My fellow developers and I are at a crossroads in how to go about continuing our auditing of database changes.
Most of our applications log changes via INSERT
, UPDATE
, and DELETE
triggers.
A few of our newer applications audit at the ORM layer; specifically using Hibernate Envers.
While ORM layer auditing provides a much cleaner interface and is much more maintainable, it will not capture any manual database changes that are made. ORM layer auditing also means that our libraries will currently require a dependency on our ORM implementation unless, specifically in our case for example, JPA plans on providing something in the near future.
Is there a common paradigm that addresses this?
ORM layer auditing also means that our libraries will currently require a dependency on our ORM implementation unless
That’s Right. you want all your business logic in one place, including logging.
it will not capture any manual database changes that are made
Unless you manually log the Changes … If you are ok with making data entries manually (bypassing your business layer) I see no reason why making manual Log entries would bother you.
Lastly, there is the option to duplicate logic in the Trigger. Have a field that captures the Source of the Data, so you will know what entries where made manually (and by whom) an which was by the app. (This is a good idea regardless of your logging problem). So you can code the trigger to fire only for Manual updates. (This is a Horrid Solution… But it is viable)
1
There’s a paradigm that addresses this. It’s called “triggers”.

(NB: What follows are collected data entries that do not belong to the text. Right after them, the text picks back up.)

// crates/publish-flow-core/src/core/messages.rs
// ============================================================================
// Module: Publish Flow Message Catalog
// Description: Localized templates for validation errors and check reports.
// Purpose: Keep every user-facing string in one catalog keyed by stable ids.
// Dependencies: serde, standard library collections
// ============================================================================

//! ## Overview
//! Validation errors and report text are rendered from a static catalog per
//! [`Locale`]. The locale is always passed explicitly; there is no process
//! wide "current locale".
//!
//! ## Invariants
//! - Catalogs are initialized once and read-only thereafter.
//! - Missing keys fall back to the English catalog, then to the key itself.
//! - Placeholders use `{name}` syntax and are substituted in argument order.

// ============================================================================
// SECTION: Imports
// ============================================================================

use std::collections::HashMap;
use std::fmt;
use std::sync::OnceLock;

use serde::Deserialize;
use serde::Serialize;

// ============================================================================
// SECTION: Locale
// ============================================================================

/// Output language for validation messages and reports.
#[derive(Debug, Clone, Copy, PartialEq, Eq, Hash, Default, Serialize, Deserialize)]
#[serde(rename_all = "lowercase")]
pub enum Locale {
    /// Simplified Chinese.
    #[default]
    Zh,
    /// English.
    En,
}

impl Locale {
    /// Returns the short locale tag.
    #[must_use]
    pub const fn as_str(self) -> &'static str {
        match self {
            Self::Zh => "zh",
            Self::En => "en",
        }
    }

    /// Parses a locale tag such as `"zh"`, `"zh-CN"`, or `"en_US"`.
    #[must_use]
    pub fn parse(tag: &str) -> Option<Self> {
        let lower = tag.trim().to_ascii_lowercase();
        let primary = lower.split(['-', '_']).next().unwrap_or_default();
        match primary {
            "zh" => Some(Self::Zh),
            "en" => Some(Self::En),
            _ => None,
        }
    }
}

impl fmt::Display for Locale {
    fn fmt(&self, f: &mut fmt::Formatter<'_>) -> fmt::Result {
        f.write_str(self.as_str())
    }
}

// ============================================================================
// SECTION: Arguments
// ============================================================================

/// A named placeholder value for [`translate`].
#[derive(Debug, Clone)]
pub struct MessageArg {
    /// Placeholder name used in templates (e.g. `"max_length"`).
    pub key: &'static str,
    /// Value substituted for the placeholder.
    pub value: String,
}

impl MessageArg {
    /// Constructs a new [`MessageArg`].
    pub fn new(key: &'static str, value: impl Into<String>) -> Self {
        Self {
            key,
            value: value.into(),
        }
    }
}

// ============================================================================
// SECTION: Catalogs
// ============================================================================

/// Simplified Chinese catalog.
const ZH_ITEMS: &[(&str, &str)] = &[
    ("error.missing", "字段不存在"),
    ("error.string_type", "值不是合法的字符串"),
    ("error.bool_type", "值不是合法的布尔值"),
    ("error.string_too_long", "字符串长度不能超过 {max_length} 个字符"),
    ("error.string_pattern_mismatch", "字符串应满足格式 '{pattern}'"),
    ("error.github_url", "项目主页无法访问"),
    ("error.previous_data", "与上次发布的数据相同。"),
    ("error.metadata", "无法获取到插件元数据。"),
    ("error.plugin_test", "插件无法正常加载"),
    ("field.name", "名称"),
    ("field.module", "模块名称"),
    ("field.module_path", "模块路径"),
    ("field.is_dir", "是否为目录"),
    ("field.author", "作者"),
    ("field.github_url", "项目仓库"),
    ("field.description", "插件介绍"),
    ("field.usage", "使用方法"),
    ("field.version", "版本号"),
    ("field.plugin_type", "插件类型"),
    ("field.previous_data", "发布数据"),
    ("field.metadata", "插件元数据"),
    ("field.plugin_test", "插件加载测试"),
    ("report.heading", "# 📃 商店发布检查结果"),
    ("report.all_passed", "**✅ 所有测试通过，一切准备就绪！**"),
    ("report.problems", "**⚠️ 在发布检查过程中，我们发现以下问题：**"),
    ("report.error_line", "⚠️ {field}：{message}"),
    ("report.github_url_failed", "⚠️ 项目 <a href=\"{url}\">主页</a> 返回状态码 {status_code}。"),
    ("report.plugin_test_output", "插件加载输出"),
    ("report.details", "详情"),
    ("report.detail.github_url", "✅ 项目 <a href=\"{url}\">主页</a> 返回状态码 200。"),
    ("report.detail.version", "✅ 版本号：{version}。"),
    ("report.detail.plugin_type", "✅ 插件类型：{plugin_type}。"),
    ("report.detail.load_passed", "✅ 插件 <a href=\"{url}\">加载测试</a> 通过。"),
    ("report.detail.load_passed_plain", "✅ 插件加载测试通过。"),
    ("report.detail.load_skipped", "✅ 插件加载测试已跳过。"),
    ("report.tip.edit", "💡 如需修改信息，请直接修改 issue，机器人会自动更新检查结果。"),
    ("report.tip.skip", "💡 如需跳过插件加载测试，请由仓库成员评论 /skip。"),
    ("report.tip.reuse", "♻️ 评论已更新至最新检查结果"),
    ("plugin_type.NORMAL", "普通插件"),
    ("plugin_type.ADMIN", "管理员插件"),
    ("plugin_type.SUPERUSER", "超级用户插件"),
    ("plugin_type.ADMIN_SUPERUSER", "管理员/超级用户插件"),
    ("plugin_type.DEPENDANT", "依赖插件"),
    ("plugin_type.HIDDEN", "其他插件"),
];

/// English catalog.
const EN_ITEMS: &[(&str, &str)] = &[
    ("error.missing", "Field required"),
    ("error.string_type", "Input should be a valid string"),
    ("error.bool_type", "Input should be a valid boolean"),
    ("error.string_too_long", "String should have at most {max_length} characters"),
    ("error.string_pattern_mismatch", "String should match pattern '{pattern}'"),
    ("error.github_url", "Project home page is unreachable"),
    ("error.previous_data", "Identical to the previously published data."),
    ("error.metadata", "Unable to obtain plugin metadata."),
    ("error.plugin_test", "Plugin failed to load"),
    ("field.name", "Name"),
    ("field.module", "Module name"),
    ("field.module_path", "Module path"),
    ("field.is_dir", "Is directory"),
    ("field.author", "Author"),
    ("field.github_url", "Repository"),
    ("field.description", "Description"),
    ("field.usage", "Usage"),
    ("field.version", "Version"),
    ("field.plugin_type", "Plugin type"),
    ("field.previous_data", "Published data"),
    ("field.metadata", "Plugin metadata"),
    ("field.plugin_test", "Plugin load test"),
    ("report.heading", "# 📃 Store publish check result"),
    ("report.all_passed", "**✅ All checks passed, ready to publish!**"),
    ("report.problems", "**⚠️ The publish check found the following problems:**"),
    ("report.error_line", "⚠️ {field}: {message}"),
    (
        "report.github_url_failed",
        "⚠️ Project <a href=\"{url}\">home page</a> returned status code {status_code}.",
    ),
    ("report.plugin_test_output", "Plugin load output"),
    ("report.details", "Details"),
    (
        "report.detail.github_url",
        "✅ Project <a href=\"{url}\">home page</a> returned status code 200.",
    ),
    ("report.detail.version", "✅ Version: {version}."),
    ("report.detail.plugin_type", "✅ Plugin type: {plugin_type}."),
    ("report.detail.load_passed", "✅ Plugin <a href=\"{url}\">load test</a> passed."),
    ("report.detail.load_passed_plain", "✅ Plugin load test passed."),
    ("report.detail.load_skipped", "✅ Plugin load test skipped."),
    (
        "report.tip.edit",
        "💡 To change the submission, edit the issue; the check result updates automatically.",
    ),
    ("report.tip.skip", "💡 A repository member can comment /skip to skip the plugin load test."),
    ("report.tip.reuse", "♻️ This comment has been updated with the latest check result"),
    ("plugin_type.NORMAL", "normal plugin"),
    ("plugin_type.ADMIN", "admin plugin"),
    ("plugin_type.SUPERUSER", "superuser plugin"),
    ("plugin_type.ADMIN_SUPERUSER", "admin/superuser plugin"),
    ("plugin_type.DEPENDANT", "dependency plugin"),
    ("plugin_type.HIDDEN", "other plugin"),
];

// ============================================================================
// SECTION: Translation
// ============================================================================

/// Translates `key` for `locale`, substituting `args` into placeholders.
#[must_use]
pub fn translate(locale: Locale, key: &str, args: &[MessageArg]) -> String {
    let template = catalog(locale)
        .get(key)
        .or_else(|| catalog(Locale::En).get(key))
        .copied()
        .unwrap_or(key);
    substitute(template, args)
}

/// Substitutes `{name}` placeholders in `template` with `args`.
#[must_use]
pub fn substitute(template: &str, args: &[MessageArg]) -> String {
    let mut result = template.to_string();
    for arg in args {
        let placeholder = format!("{{{}}}", arg.key);
        result = result.replace(&placeholder, &arg.value);
    }
    result
}

/// Returns the catalog for `locale`.
fn catalog(locale: Locale) -> &'static HashMap<&'static str, &'static str> {
    static ZH: OnceLock<HashMap<&'static str, &'static str>> = OnceLock::new();
    static EN: OnceLock<HashMap<&'static str, &'static str>> = OnceLock::new();

    match locale {
        Locale::Zh => ZH.get_or_init(|| ZH_ITEMS.iter().copied().collect()),
        Locale::En => EN.get_or_init(|| EN_ITEMS.iter().copied().collect()),
    }
}

// ============================================================================
// SECTION: Macro
// ============================================================================

/// Formats a localized message from a locale, a key, and named arguments.
///
/// # Arguments
///
/// - `$locale` is a [`Locale`].
/// - `$key` must match a catalog entry.
/// - Named arguments are substituted into `{placeholder}` positions.
#[macro_export]
macro_rules! msg {
    ($locale:expr, $key:expr $(, $name:ident = $value:expr )* $(,)?) => {{
        let args: ::std::vec::Vec<$crate::core::messages::MessageArg> = ::std::vec![
            $(
                $crate::core::messages::MessageArg::new(stringify!($name), $value.to_string()),
            )*
        ];
        $crate::core::messages::translate($locale, $key, &args)
    }};
}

If there are multiple people and systems that can touch the data outside the control of your code, then the code can’t log those changes. You need it in a layer close to the data so it won’t be bypassed.
Is this a violation of layers? Maybe. But so are primary and foreign keys. They enforce things at a layer close to the data that could theoretically be enforced by code exclusively. Keep an open mind and don’t follow a particular design method as gospel.